Sunday, June 21, 2009

Fined a huge amount for downloading songs

The Recording Industry Association of America (RIAA) has been fighting a battle against people indulging in music-sharing across the internet. For the past many years, the music industry has seen a reduction in the number of music sales through the physical medium (CD's, DVD's, etc.) and this reduction is being blamed on the amount of file swapping that happens (file swapping gained prominence with Napster, and when the RIAA shut down Napster through a court case, other, more difficult to control file sharing methods such as P2P and torrents have gained prominence).
The music industry and the RIAA have been fighting against these, although fighting against a much widely dispersed enemy in the form of torrent sites and servers is more difficult. The music industry also started attacking the actual users, getting their details from ISP's, and then serving them notices with huge amounts of damages. The RIAA also had some hugely embarrassing mistakes, suffering from targeting people such as single mothers, children, and so on, all of which were huge Public Relations disasters. In some cases, they have successes, with people settling with the RIAA out of court. However, in another case, they have won huge damages (link to articles):

A federal jury Thursday found a 32-year-old Minnesota woman guilty of illegally downloading music from the Internet and fined her $80,000 each -- a total of $1.9 million -- for 24 songs. Jammie Thomas-Rasset's case was the first such copyright infringement case to go to trial in the United States, her attorney said.

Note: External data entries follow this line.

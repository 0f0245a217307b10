use crate::error::{PipelineError, Result};

/// Constantes del sistema
pub const NUM_SENSORS: usize = 5;
pub const AXES_PER_SENSOR: usize = 6; // ax, ay, az, gx, gy, gz
pub const ROW_WIDTH: usize = NUM_SENSORS * AXES_PER_SENSOR; // 30

/// Lectura de un IMU: aceleración y velocidad angular en 3 ejes
#[derive(Debug, Clone, Copy, Default, PartialEq)]
pub struct SensorReading {
    pub acceleration: [f32; 3],
    pub angular_rate: [f32; 3],
}

impl SensorReading {
    /// Construye la lectura desde [ax, ay, az, gx, gy, gz]
    pub fn from_axes(axes: [f32; AXES_PER_SENSOR]) -> Self {
        Self {
            acceleration: [axes[0], axes[1], axes[2]],
            angular_rate: [axes[3], axes[4], axes[5]],
        }
    }

    pub fn axes(&self) -> [f32; AXES_PER_SENSOR] {
        let [ax, ay, az] = self.acceleration;
        let [gx, gy, gz] = self.angular_rate;
        [ax, ay, az, gx, gy, gz]
    }
}

/// Frame completo con los 5 sensores, indexado por id de sensor.
/// `None` si el sensor no reportó en este instante.
pub type Frame = [Option<SensorReading>; NUM_SENSORS];

/// Lote de frames entregado por el transporte.
#[derive(Debug, Clone, PartialEq)]
pub struct Batch {
    /// Identificador de sesión/correlación asignado por el productor
    pub session: u64,
    pub frames: Vec<Frame>,
}

impl Batch {
    pub fn new(session: u64, frames: Vec<Frame>) -> Self {
        Self { session, frames }
    }

    pub fn len(&self) -> usize {
        self.frames.len()
    }

    pub fn is_empty(&self) -> bool {
        self.frames.is_empty()
    }
}

/// Fila de 30 valores: 5 sensores x [ax, ay, az, gx, gy, gz].
/// Los sensores ausentes se rellenan con ceros.
#[derive(Debug, Clone, Copy, Default, PartialEq)]
pub struct SensorRow([f32; ROW_WIDTH]);

impl SensorRow {
    /// Aplana un frame al layout [sensor][eje]
    pub fn from_frame(frame: &Frame) -> Self {
        let mut values = [0.0f32; ROW_WIDTH];
        for (sensor_idx, reading) in frame.iter().enumerate() {
            if let Some(reading) = reading {
                let base = sensor_idx * AXES_PER_SENSOR;
                values[base..base + AXES_PER_SENSOR].copy_from_slice(&reading.axes());
            }
        }
        Self(values)
    }

    /// Valida el ancho antes de que la fila llegue a la ventana
    pub fn from_slice(values: &[f32]) -> Result<Self> {
        let values: [f32; ROW_WIDTH] = values.try_into().map_err(|_| {
            PipelineError::InvalidInput(format!(
                "la fila debe tener {} valores, recibidos {}",
                ROW_WIDTH,
                values.len()
            ))
        })?;
        Ok(Self(values))
    }

    pub fn filled(value: f32) -> Self {
        Self([value; ROW_WIDTH])
    }

    pub fn values(&self) -> &[f32; ROW_WIDTH] {
        &self.0
    }

    /// Reconstruye el frame; todos los sensores quedan presentes
    pub fn to_frame(&self) -> Frame {
        std::array::from_fn(|sensor_idx| {
            let base = sensor_idx * AXES_PER_SENSOR;
            let mut axes = [0.0f32; AXES_PER_SENSOR];
            axes.copy_from_slice(&self.0[base..base + AXES_PER_SENSOR]);
            Some(SensorReading::from_axes(axes))
        })
    }
}
use crate::error::{PipelineError, Result};

/// Estandarización + PCA aprendidas fuera de línea:
/// `((x - scaler_mean) / scaler_scale - pca_mean) · componentsᵀ`
///
/// `scaler_scale` no debe contener ceros; se asume desde la configuración.
#[derive(Debug, Clone)]
pub struct Projection {
    scaler_mean: Vec<f32>,
    scaler_scale: Vec<f32>,
    pca_mean: Vec<f32>,
    /// Fila-mayor: `output_len` filas de `input_len` columnas
    components: Vec<f32>,
    input_len: usize,
    output_len: usize,
    centered: Vec<f32>,
}

impl Projection {
    pub fn new(
        scaler_mean: Vec<f32>,
        scaler_scale: Vec<f32>,
        pca_mean: Vec<f32>,
        components: Vec<Vec<f32>>,
    ) -> Result<Self> {
        let input_len = scaler_mean.len();
        let output_len = components.len();

        if input_len == 0 || output_len == 0 {
            return Err(PipelineError::Configuration("proyección vacía".into()));
        }
        for (name, len) in [("scaler_scale", scaler_scale.len()), ("pca_mean", pca_mean.len())] {
            if len != input_len {
                return Err(PipelineError::Configuration(format!(
                    "{} tiene {} valores, scaler_mean tiene {}",
                    name, len, input_len
                )));
            }
        }
        if let Some((idx, row)) = components.iter().enumerate().find(|(_, r)| r.len() != input_len) {
            return Err(PipelineError::Configuration(format!(
                "pca_components[{}] tiene {} columnas, esperadas {}",
                idx,
                row.len(),
                input_len
            )));
        }

        Ok(Self {
            scaler_mean,
            scaler_scale,
            pca_mean,
            components: components.into_iter().flatten().collect(),
            input_len,
            output_len,
            centered: vec![0.0; input_len],
        })
    }

    /// Sin escalado ni centrado, y las primeras `output_len` filas de la identidad
    pub fn identity(input_len: usize, output_len: usize) -> Result<Self> {
        let components = (0..output_len)
            .map(|row| (0..input_len).map(|col| if row == col { 1.0 } else { 0.0 }).collect())
            .collect();
        Self::new(
            vec![0.0; input_len],
            vec![1.0; input_len],
            vec![0.0; input_len],
            components,
        )
    }

    pub fn input_len(&self) -> usize {
        self.input_len
    }

    pub fn output_len(&self) -> usize {
        self.output_len
    }

    pub fn project(&mut self, features: &[f32]) -> Result<Vec<f32>> {
        let mut out = vec![0.0; self.output_len];
        self.project_into(features, &mut out)?;
        Ok(out)
    }

    pub fn project_into(&mut self, features: &[f32], out: &mut [f32]) -> Result<()> {
        if features.len() != self.input_len {
            return Err(PipelineError::InvalidInput(format!(
                "vector de características con {} valores, esperados {}",
                features.len(),
                self.input_len
            )));
        }
        if out.len() != self.output_len {
            return Err(PipelineError::InvalidInput(format!(
                "buffer de salida con {} valores, esperados {}",
                out.len(),
                self.output_len
            )));
        }

        for (i, c) in self.centered.iter_mut().enumerate() {
            *c = (features[i] - self.scaler_mean[i]) / self.scaler_scale[i] - self.pca_mean[i];
        }

        for (o, row) in out.iter_mut().zip(self.components.chunks_exact(self.input_len)) {
            *o = row.iter().zip(&self.centered).map(|(w, x)| w * x).sum();
        }
        Ok(())
    }
}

Attorney Joe Sibley said that his client was shocked at fine, noting that the price tag on the songs she downloaded was 99 cents.
This was the second trial for Thomas-Rasset. The judge ordered a retrial in 2007 after there was an error in the wording of jury instructions. The fines jumped considerably from the first trial, which granted just $220,000 to the recording companies.


Not sure about whether this will be a success, given that the accused is a single mother who works for an Indian tribe. Also, the RIAA has mostly given up fighting these cases, so this would be one of the few such cases that are still existing.